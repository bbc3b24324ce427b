//! Error types for the Herald framework.

use std::time::Duration;

use thiserror::Error;
use tower::BoxError;

use herald_core::{Permission, RoleId};

use crate::resolver::format_shorthand;
use crate::strings::{BaseStrings, ResourceLoader};

/// Result returned by a command action.
pub type ActionResult = Result<(), BoxError>;

// =============================================================================
// Registration Errors
// =============================================================================

/// Errors raised while building descriptors or registering commands and
/// resolvers. All of them happen at startup, before any dispatch.
#[derive(Debug, Clone, PartialEq, Eq, Error)]
pub enum RegistrationError {
    /// A resolver is already bound to the tag.
    #[error("type tag '{0}' is already registered")]
    DuplicateTypeTag(String),

    /// An argument refers to a type no resolver is bound to.
    #[error("command '{command}': argument '{argument}' uses unknown type '{tag}'")]
    UnknownTypeTag {
        command: String,
        argument: String,
        tag: String,
    },

    /// Another command already uses this name.
    #[error("a command named '{0}' is already registered")]
    DuplicateName(String),

    /// A name or alias is already taken by another command.
    #[error("'{alias}' is already used by command '{existing}'")]
    AliasCollision { alias: String, existing: String },

    /// The argument declaration is malformed.
    #[error("invalid argument specification: {0}")]
    InvalidArgumentSpec(String),

    /// The rate-limit string could not be parsed.
    #[error("invalid rate limit '{0}': expected '<count>/<duration>', e.g. '2/10s'")]
    InvalidRateLimit(String),

    /// The middleware list violates the stage ordering rules.
    #[error("command '{command}': {reason}")]
    MiddlewareOrder { command: String, reason: String },

    /// The descriptor has no usable name.
    #[error("command name must not be empty")]
    EmptyName,
}

// =============================================================================
// Resolver Errors
// =============================================================================

/// Errors from the resolver registry.
#[derive(Debug, Clone, PartialEq, Eq, Error)]
pub enum ResolveError {
    /// No resolver is bound to the tag.
    #[error("unknown type tag '{0}'")]
    UnknownTypeTag(String),

    /// The raw token could not be converted.
    #[error("{reason}")]
    Failed { reason: String },
}

impl ResolveError {
    /// Creates a resolution failure with a human-readable reason.
    pub fn failed(reason: impl Into<String>) -> Self {
        Self::Failed {
            reason: reason.into(),
        }
    }
}

// =============================================================================
// Tokenizer Errors
// =============================================================================

/// Errors from the argument tokenizer.
#[derive(Debug, Clone, PartialEq, Eq, Error)]
pub enum TokenizeError {
    /// Fewer tokens than required arguments.
    #[error("expected at least {expected} argument(s) but got {got}")]
    ArgumentCountMismatch { expected: usize, got: usize },
}

// =============================================================================
// Dispatch Errors
// =============================================================================

/// Why a static guard rejected an invocation.
#[derive(Debug, Clone, PartialEq, Eq)]
pub enum GuardDenial {
    /// The command is restricted to bot owners.
    OwnerOnly,
    /// The command cannot run in direct messages.
    GuildOnly,
    /// The actor lacks these permissions in the channel.
    MissingPermissions(Vec<Permission>),
    /// The guild restricted the command to roles the actor does not hold.
    RoleLimited(Vec<RoleId>),
}

impl std::fmt::Display for GuardDenial {
    fn fmt(&self, f: &mut std::fmt::Formatter<'_>) -> std::fmt::Result {
        match self {
            Self::OwnerOnly => f.write_str("owner only"),
            Self::GuildOnly => f.write_str("guild only"),
            Self::MissingPermissions(perms) => {
                let names: Vec<&str> = perms.iter().map(|p| p.as_str()).collect();
                write!(f, "missing permissions: {}", names.join(", "))
            }
            Self::RoleLimited(roles) => {
                let names: Vec<&str> = roles.iter().map(|r| r.as_str()).collect();
                write!(f, "limited to roles: {}", names.join(", "))
            }
        }
    }
}

/// Terminal failure of one invocation.
///
/// Everything except [`NotACommand`](Self::NotACommand) is rendered into a
/// single message for the actor.
#[derive(Debug, Clone, PartialEq, Error)]
pub enum DispatchError {
    /// The text did not invoke a registered command. Never reported.
    #[error("not a command")]
    NotACommand,

    #[error("denied: {0}")]
    GuardDenied(GuardDenial),

    #[error("rate limited, retry after {retry_after:?}")]
    RateLimited { retry_after: Duration },

    #[error("{detail} (usage: {usage})")]
    UsageError { detail: String, usage: String },

    #[error("argument '{argument}': {reason}")]
    ResolutionFailed {
        argument: String,
        reason: String,
        usage: String,
    },

    #[error("argument '{argument}': {reason}")]
    ValidationFailed { argument: String, reason: String },

    /// A custom middleware aborted the chain.
    #[error("middleware '{middleware}' rejected the invocation: {reason}")]
    Rejected { middleware: String, reason: String },

    /// The action returned an error or panicked. The cause is logged, the
    /// actor only sees a generic notice.
    #[error("command action failed: {0}")]
    InternalActionError(String),
}

impl DispatchError {
    /// Creates a custom middleware rejection.
    pub fn rejected(middleware: impl Into<String>, reason: impl Into<String>) -> Self {
        Self::Rejected {
            middleware: middleware.into(),
            reason: reason.into(),
        }
    }

    /// Short machine-friendly name of the error kind, used in log fields.
    pub fn kind(&self) -> &'static str {
        match self {
            Self::NotACommand => "not_a_command",
            Self::GuardDenied(_) => "guard_denied",
            Self::RateLimited { .. } => "rate_limited",
            Self::UsageError { .. } => "usage_error",
            Self::ResolutionFailed { .. } => "resolution_failed",
            Self::ValidationFailed { .. } => "validation_failed",
            Self::Rejected { .. } => "rejected",
            Self::InternalActionError(_) => "internal_action_error",
        }
    }

    /// Renders the single message reported to the actor, `None` for
    /// [`NotACommand`](Self::NotACommand).
    pub fn render(&self, resources: &ResourceLoader, command: &str) -> Option<String> {
        let text = match self {
            Self::NotACommand => return None,
            Self::GuardDenied(GuardDenial::OwnerOnly) => {
                resources.get_with(BaseStrings::GUARD_OWNER_ONLY, &[])
            }
            Self::GuardDenied(GuardDenial::GuildOnly) => {
                resources.get_with(BaseStrings::GUARD_GUILD_ONLY, &[])
            }
            Self::GuardDenied(GuardDenial::MissingPermissions(perms)) => {
                let names: Vec<&str> = perms.iter().map(|p| p.as_str()).collect();
                resources.get_with(
                    BaseStrings::GUARD_MISSING_PERMISSIONS,
                    &[("permissions", names.join(", ").as_str())],
                )
            }
            Self::GuardDenied(GuardDenial::RoleLimited(_)) => {
                resources.get_with(BaseStrings::GUARD_ROLE_LIMITED, &[])
            }
            Self::RateLimited { retry_after } => {
                // whole seconds, rounded up so "0s" is never shown
                let secs = retry_after.as_secs() + u64::from(retry_after.subsec_nanos() > 0);
                let retry = format_shorthand(Duration::from_secs(secs.max(1)));
                resources.get_with(
                    BaseStrings::RATE_LIMITED,
                    &[("command", command), ("retry", retry.as_str())],
                )
            }
            Self::UsageError { detail, usage } => resources.get_with(
                BaseStrings::USAGE_ERROR,
                &[("detail", detail.as_str()), ("usage", usage.as_str())],
            ),
            Self::ResolutionFailed {
                argument,
                reason,
                usage,
            } => resources.get_with(
                BaseStrings::RESOLUTION_FAILED,
                &[("argument", argument.as_str()), ("reason", reason.as_str()), ("usage", usage.as_str())],
            ),
            Self::ValidationFailed { argument, reason } => resources.get_with(
                BaseStrings::VALIDATION_FAILED,
                &[("argument", argument.as_str()), ("reason", reason.as_str())],
            ),
            Self::Rejected { middleware, reason } => resources.get_with(
                BaseStrings::REJECTED,
                &[("middleware", middleware.as_str()), ("reason", reason.as_str())],
            ),
            Self::InternalActionError(_) => {
                resources.get_with(BaseStrings::INTERNAL_ERROR, &[("command", command)])
            }
        };
        Some(text)
    }
}

#[cfg(test)]
mod tests {
    use super::*;

    #[test]
    fn test_not_a_command_is_silent() {
        assert_eq!(DispatchError::NotACommand.render(&ResourceLoader::english(), "x"), None);
    }

    #[test]
    fn test_retry_after_rounds_up() {
        let error = DispatchError::RateLimited {
            retry_after: Duration::from_millis(6_200),
        };
        let text = error.render(&ResourceLoader::english(), "ping").unwrap();
        assert_eq!(text, "You are using `ping` too quickly. Try again in 7s.");
    }

    #[test]
    fn test_internal_error_hides_cause() {
        let error = DispatchError::InternalActionError("db password wrong".into());
        let text = error.render(&ResourceLoader::english(), "ban").unwrap();
        assert!(!text.contains("password"));
        assert!(text.contains("`ban`"));
    }

    #[test]
    fn test_missing_permissions_listed() {
        let error = DispatchError::GuardDenied(GuardDenial::MissingPermissions(vec![
            Permission::KickMembers,
            Permission::BanMembers,
        ]));
        let text = error.render(&ResourceLoader::english(), "ban").unwrap();
        assert!(text.ends_with("KICK_MEMBERS, BAN_MEMBERS"));
    }
}
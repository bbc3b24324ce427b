//! Name and alias index of registered commands.

use std::collections::HashMap;
use std::fmt;
use std::sync::Arc;

use tracing::debug;

use crate::error::RegistrationError;

use super::action::BoxedAction;
use super::descriptor::CommandDescriptor;

/// Normalizes a command name or alias: lowercase, whitespace removed.
pub fn normalize(name: &str) -> String {
    name.chars()
        .filter(|c| !c.is_whitespace())
        .flat_map(char::to_lowercase)
        .collect()
}

/// A descriptor together with its action.
#[derive(Clone)]
pub struct RegisteredCommand {
    pub descriptor: Arc<CommandDescriptor>,
    pub action: BoxedAction,
}

impl fmt::Debug for RegisteredCommand {
    fn fmt(&self, f: &mut fmt::Formatter<'_>) -> fmt::Result {
        f.debug_struct("RegisteredCommand")
            .field("descriptor", &self.descriptor.name())
            .finish_non_exhaustive()
    }
}

/// Commands indexed by name and alias.
///
/// Names and aliases form one namespace: no word ever points at two
/// commands.
#[derive(Debug, Clone, Default)]
pub struct CommandRegistry {
    commands: HashMap<String, RegisteredCommand>,
    /// Name or alias to command name.
    index: HashMap<String, String>,
}

impl CommandRegistry {
    pub fn new() -> Self {
        Self::default()
    }

    /// Adds a command.
    ///
    /// # Errors
    ///
    /// - [`RegistrationError::DuplicateName`] if a command with the same name
    ///   exists
    /// - [`RegistrationError::AliasCollision`] if the name or an alias is
    ///   already used as a name or alias of another command
    pub fn register(
        &mut self,
        descriptor: CommandDescriptor,
        action: BoxedAction,
    ) -> Result<(), RegistrationError> {
        let name = descriptor.name().to_string();
        if self.commands.contains_key(&name) {
            return Err(RegistrationError::DuplicateName(name));
        }
        for word in std::iter::once(&name).chain(descriptor.aliases()) {
            if let Some(existing) = self.index.get(word) {
                return Err(RegistrationError::AliasCollision {
                    alias: word.clone(),
                    existing: existing.clone(),
                });
            }
        }

        self.index.insert(name.clone(), name.clone());
        for alias in descriptor.aliases() {
            self.index.insert(alias.clone(), name.clone());
        }
        debug!(command = %name, aliases = ?descriptor.aliases(), "Registered command");
        self.commands.insert(
            name,
            RegisteredCommand {
                descriptor: Arc::new(descriptor),
                action,
            },
        );
        Ok(())
    }

    /// Removes a command and frees its name and aliases.
    pub fn unregister(&mut self, name: &str) -> Option<RegisteredCommand> {
        let removed = self.commands.remove(&normalize(name))?;
        self.index
            .retain(|_, target| target.as_str() != removed.descriptor.name());
        debug!(command = %removed.descriptor.name(), "Unregistered command");
        Some(removed)
    }

    /// Looks a command up by name or alias.
    pub fn find(&self, word: &str) -> Option<&RegisteredCommand> {
        let name = self.index.get(&normalize(word))?;
        self.commands.get(name)
    }

    pub fn len(&self) -> usize {
        self.commands.len()
    }

    pub fn is_empty(&self) -> bool {
        self.commands.is_empty()
    }

    /// Registered descriptors, sorted by name.
    pub fn descriptors(&self) -> Vec<&Arc<CommandDescriptor>> {
        let mut all: Vec<_> = self.commands.values().map(|c| &c.descriptor).collect();
        all.sort_by(|a, b| a.name().cmp(b.name()));
        all
    }
}
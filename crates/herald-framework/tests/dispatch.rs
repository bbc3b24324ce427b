mod common;

use std::sync::Arc;
use std::sync::atomic::{AtomicUsize, Ordering};
use std::time::Duration;

use async_trait::async_trait;
use parking_lot::Mutex;
use serde_json::json;

use herald_core::{
    ChannelContext, LogLevel, MemorySettings, Permission, SettingScope, SettingStore,
};
use herald_framework::{
    ArgSpec, ArgValue, Arguments, BoxError, CommandDescriptor, DispatchError, GuardDenial,
    Intent, InvocationContext, Middleware, Outcome,
};

use common::{
    Harness, StalledResponder, StalledSettings, admin, guild_channel, member, moderator,
};

type Seen = Arc<Mutex<Vec<Vec<ArgValue>>>>;

/// An action recording the arguments it receives.
fn recorder() -> (
    Seen,
    impl Fn(Arc<InvocationContext>, Arguments) -> futures::future::Ready<()> + Send + Sync + 'static,
) {
    let seen: Seen = Arc::default();
    let sink = seen.clone();
    let action = move |_ctx: Arc<InvocationContext>, args: Arguments| {
        sink.lock().push(args.into_inner());
        futures::future::ready(())
    };
    (seen, action)
}

#[tokio::test]
async fn resolves_declared_arguments() {
    let harness = Harness::new();
    let mut dispatcher = harness.builder().build().unwrap();
    let (seen, action) = recorder();
    dispatcher
        .register(
            CommandDescriptor::builder("give")
                .argument(ArgSpec::required("name", "String"))
                .argument(ArgSpec::required("count", "Number"))
                .resolve()
                .build()
                .unwrap(),
            action,
        )
        .unwrap();

    let outcome = dispatcher
        .handle_incoming("!give alice 5", member(), guild_channel())
        .await;
    assert!(outcome.is_completed());
    assert_eq!(
        seen.lock().as_slice(),
        [vec![ArgValue::from("alice"), ArgValue::Number(5.0)]]
    );

    let outcome = dispatcher
        .handle_incoming("!give alice five", member(), guild_channel())
        .await;
    match outcome.error() {
        Some(DispatchError::ResolutionFailed { argument, usage, .. }) => {
            assert_eq!(argument, "count");
            assert_eq!(usage, "!give <name> <count>");
        }
        other => panic!("unexpected outcome: {other:?}"),
    }
    assert_eq!(seen.lock().len(), 1);
    let reply = harness.responder.last().unwrap();
    assert!(reply.starts_with("Invalid value for `count`"));
}

#[tokio::test]
async fn quoted_tokens_and_usage_errors() {
    let harness = Harness::new();
    let mut dispatcher = harness.builder().build().unwrap();
    let (seen, action) = recorder();
    dispatcher
        .register(
            CommandDescriptor::builder("clear")
                .arguments("<role>: String, <when>: String")
                .build()
                .unwrap(),
            action,
        )
        .unwrap();

    let outcome = dispatcher
        .handle_incoming(r#"!clear    "my role" now"#, member(), guild_channel())
        .await;
    assert!(outcome.is_completed());
    assert_eq!(
        seen.lock()[0],
        vec![ArgValue::from("my role"), ArgValue::from("now")]
    );

    let outcome = dispatcher
        .handle_incoming(r#"!clear "my role""#, member(), guild_channel())
        .await;
    match outcome.error() {
        Some(DispatchError::UsageError { detail, usage }) => {
            assert!(detail.contains("at least 2"));
            assert_eq!(usage, "!clear <role> <when>");
        }
        other => panic!("unexpected outcome: {other:?}"),
    }
}

#[tokio::test]
async fn aliases_and_case_match() {
    let harness = Harness::new();
    let mut dispatcher = harness.builder().build().unwrap();
    let (seen, action) = recorder();
    dispatcher
        .register(
            CommandDescriptor::builder("ping").alias("p").build().unwrap(),
            action,
        )
        .unwrap();

    for text in ["!ping", "!PING", "!p", "  !p extra"] {
        assert!(
            dispatcher
                .handle_incoming(text, member(), guild_channel())
                .await
                .is_completed(),
            "text: {text:?}"
        );
    }
    assert_eq!(seen.lock().len(), 4);

    for text in ["ping", "!", "!pong", "?ping"] {
        assert_eq!(
            dispatcher.handle_incoming(text, member(), guild_channel()).await,
            Outcome::Ignored,
            "text: {text:?}"
        );
    }
    // misses are never reported
    assert!(harness.responder.texts().is_empty());
}

#[tokio::test]
async fn guild_prefix_and_direct_messages() {
    let settings = MemorySettings::new().with(
        SettingScope::Guild("g1".into()),
        "prefix",
        json!("?"),
    );
    let harness = Harness::with_settings(settings);
    let mut dispatcher = harness.builder().build().unwrap();
    let (seen, action) = recorder();
    dispatcher
        .register(CommandDescriptor::builder("ping").build().unwrap(), action)
        .unwrap();

    assert!(dispatcher.handle_incoming("?ping", member(), guild_channel()).await.is_completed());
    assert!(dispatcher.handle_incoming("!ping", member(), guild_channel()).await.is_ignored());

    // other guilds keep the default
    let elsewhere = ChannelContext::guild("g2", "c9");
    assert!(dispatcher.handle_incoming("!ping", member(), elsewhere).await.is_completed());

    // the prefix is optional in direct messages
    let dm = ChannelContext::direct("dm1");
    assert!(dispatcher.handle_incoming("ping", member(), dm.clone()).await.is_completed());
    assert!(dispatcher.handle_incoming("!ping", member(), dm).await.is_completed());
    assert_eq!(seen.lock().len(), 4);
}

#[tokio::test]
async fn guards_deny_without_consuming_slots() {
    let harness = Harness::new();
    let mut dispatcher = harness.builder().build().unwrap();
    let (seen, action) = recorder();
    dispatcher
        .register(
            CommandDescriptor::builder("kick")
                .guild_only()
                .permission(Permission::KickMembers)
                .ratelimit("1/1m")
                .build()
                .unwrap(),
            action,
        )
        .unwrap();

    let outcome = dispatcher.handle_incoming("!kick", member(), guild_channel()).await;
    assert_eq!(
        outcome.error(),
        Some(&DispatchError::GuardDenied(GuardDenial::MissingPermissions(vec![
            Permission::KickMembers
        ])))
    );
    let outcome = dispatcher
        .handle_incoming("!kick", moderator(), ChannelContext::direct("dm"))
        .await;
    assert_eq!(outcome.error(), Some(&DispatchError::GuardDenied(GuardDenial::GuildOnly)));

    // denials recorded nothing
    assert!(dispatcher.limiter().is_empty());
    assert!(dispatcher.handle_incoming("!kick", moderator(), guild_channel()).await.is_completed());
    assert!(matches!(
        dispatcher.handle_incoming("!kick", moderator(), guild_channel()).await.error(),
        Some(DispatchError::RateLimited { .. })
    ));
    assert_eq!(seen.lock().len(), 1);
}

#[tokio::test]
async fn owner_only_and_owner_bypass() {
    let settings = MemorySettings::new().with(
        SettingScope::Guild("g1".into()),
        "limitedCommands",
        json!({ "purge": ["r-admin"] }),
    );
    let harness = Harness::with_settings(settings);
    let mut dispatcher = harness.builder().build().unwrap();
    let (seen, action) = recorder();
    dispatcher
        .register(CommandDescriptor::builder("eval").owner_only().build().unwrap(), |_ctx: Arc<InvocationContext>, _args: Arguments| async {})
        .unwrap();
    dispatcher
        .register(
            CommandDescriptor::builder("purge")
                .permission(Permission::ManageMessages)
                .build()
                .unwrap(),
            action,
        )
        .unwrap();

    let outcome = dispatcher.handle_incoming("!eval", moderator(), guild_channel()).await;
    assert_eq!(outcome.error(), Some(&DispatchError::GuardDenied(GuardDenial::OwnerOnly)));
    assert_eq!(
        harness.responder.last().as_deref(),
        Some("This command can only be used by the bot owners.")
    );

    let owner = herald_core::Actor::new("owner", "root");
    assert!(dispatcher.handle_incoming("!eval", owner.clone(), guild_channel()).await.is_completed());
    // owners skip permission and role checks
    assert!(dispatcher.handle_incoming("!purge", owner, guild_channel()).await.is_completed());

    assert!(matches!(
        dispatcher.handle_incoming("!purge", admin(), guild_channel()).await.error(),
        Some(DispatchError::GuardDenied(GuardDenial::RoleLimited(_)))
    ));
    let with_role = admin().with_roles(["r-admin"]);
    assert!(dispatcher.handle_incoming("!purge", with_role, guild_channel()).await.is_completed());
    assert_eq!(seen.lock().len(), 2);
}
//! Per-guild key-value settings.

use std::collections::HashMap;
use std::fmt;
use std::sync::Arc;

use async_trait::async_trait;
use parking_lot::RwLock;
use serde::de::DeserializeOwned;
use serde_json::Value;

use crate::foundation::{GuildId, SettingsError, SettingsResult};

/// Which settings table a key lives in.
#[derive(Debug, Clone, PartialEq, Eq, Hash)]
pub enum SettingScope {
    /// Client-wide defaults.
    Global,
    /// Settings of one guild.
    Guild(GuildId),
}

impl fmt::Display for SettingScope {
    fn fmt(&self, f: &mut fmt::Formatter<'_>) -> fmt::Result {
        match self {
            Self::Global => f.write_str("global"),
            Self::Guild(id) => write!(f, "guild:{id}"),
        }
    }
}

/// Persisted settings storage.
///
/// Keys read by the dispatcher:
///
/// | key | shape | meaning |
/// |-----|-------|---------|
/// | `prefix` | string | command prefix for the guild |
/// | `lang` | string | language tag for replies |
/// | `limitedCommands` | object of `name -> [role id]` | role-restricted commands |
#[async_trait]
pub trait SettingStore: Send + Sync {
    async fn get(&self, scope: &SettingScope, key: &str) -> SettingsResult<Option<Value>>;

    async fn set(&self, scope: &SettingScope, key: &str, value: Value) -> SettingsResult<()>;

    /// Removes a key. The default implementation stores `null`.
    async fn remove(&self, scope: &SettingScope, key: &str) -> SettingsResult<()> {
        self.set(scope, key, Value::Null).await
    }
}

/// Shared handle to a settings store.
pub type BoxedSettings = Arc<dyn SettingStore>;

/// Reads a setting and deserializes it into `T`.
///
/// A stored `null` is treated the same as an absent key.
pub async fn get_setting<T: DeserializeOwned>(
    store: &dyn SettingStore,
    scope: &SettingScope,
    key: &str,
) -> SettingsResult<Option<T>> {
    match store.get(scope, key).await? {
        None | Some(Value::Null) => Ok(None),
        Some(value) => serde_json::from_value(value)
            .map(Some)
            .map_err(|e| SettingsError::malformed(key, e.to_string())),
    }
}

/// Process-memory settings, lost on restart.
///
/// Reads of a guild key fall back to the [`SettingScope::Global`] value, so
/// client-wide defaults only need to be set once.
#[derive(Debug, Default)]
pub struct MemorySettings {
    tables: RwLock<HashMap<SettingScope, HashMap<String, Value>>>,
}

impl MemorySettings {
    pub fn new() -> Self {
        Self::default()
    }

    /// Sets a value synchronously (builder-style bootstrap helper).
    pub fn with(self, scope: SettingScope, key: impl Into<String>, value: Value) -> Self {
        self.tables
            .write()
            .entry(scope)
            .or_default()
            .insert(key.into(), value);
        self
    }

    fn lookup(&self, scope: &SettingScope, key: &str) -> Option<Value> {
        let tables = self.tables.read();
        tables
            .get(scope)
            .and_then(|t| t.get(key))
            .filter(|v| !v.is_null())
            .cloned()
    }
}

#[async_trait]
impl SettingStore for MemorySettings {
    async fn get(&self, scope: &SettingScope, key: &str) -> SettingsResult<Option<Value>> {
        let value = self.lookup(scope, key).or_else(|| match scope {
            SettingScope::Guild(_) => self.lookup(&SettingScope::Global, key),
            SettingScope::Global => None,
        });
        Ok(value)
    }

    async fn set(&self, scope: &SettingScope, key: &str, value: Value) -> SettingsResult<()> {
        self.tables
            .write()
            .entry(scope.clone())
            .or_default()
            .insert(key.to_string(), value);
        Ok(())
    }

    async fn remove(&self, scope: &SettingScope, key: &str) -> SettingsResult<()> {
        if let Some(table) = self.tables.write().get_mut(scope) {
            table.remove(key);
        }
        Ok(())
    }
}
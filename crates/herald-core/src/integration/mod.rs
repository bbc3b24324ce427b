//! Integration layer - interfaces to external collaborators.
//!
//! The pipeline consumes these through trait objects injected at bootstrap:
//! - [`EntityLookup`] for reference resolvers
//! - [`SettingStore`] for per-guild prefix, language and command limits
//! - [`Localizer`] for user-facing strings
//! - [`LogSink`] for operator-visible error reports
//! - [`Responder`] for replies to the originating channel

pub mod localization;
pub mod log;
pub mod lookup;
pub mod responder;
pub mod settings;

pub use localization::{BoxedLocalizer, Localizer, Substitutions, interpolate};
pub use log::{BoxedLogSink, LogLevel, LogSink, TracingLogSink};
pub use lookup::{BoxedLookup, EntityLookup, NullLookup};
pub use responder::{BoxedResponder, NullResponder, Responder};
pub use settings::{BoxedSettings, MemorySettings, SettingScope, SettingStore, get_setting};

▶ What is being asked: What lines in the material include the string "ArgValue"? Pull each one out.

▶ Task result:
    ArgSpec, ArgValue, Arguments, BoxError, CommandDescriptor, DispatchError, GuardDenial,
type Seen = Arc<Mutex<Vec<Vec<ArgValue>>>>;
        [vec![ArgValue::from("alice"), ArgValue::Number(5.0)]]
        vec![ArgValue::from("my role"), ArgValue::from("now")]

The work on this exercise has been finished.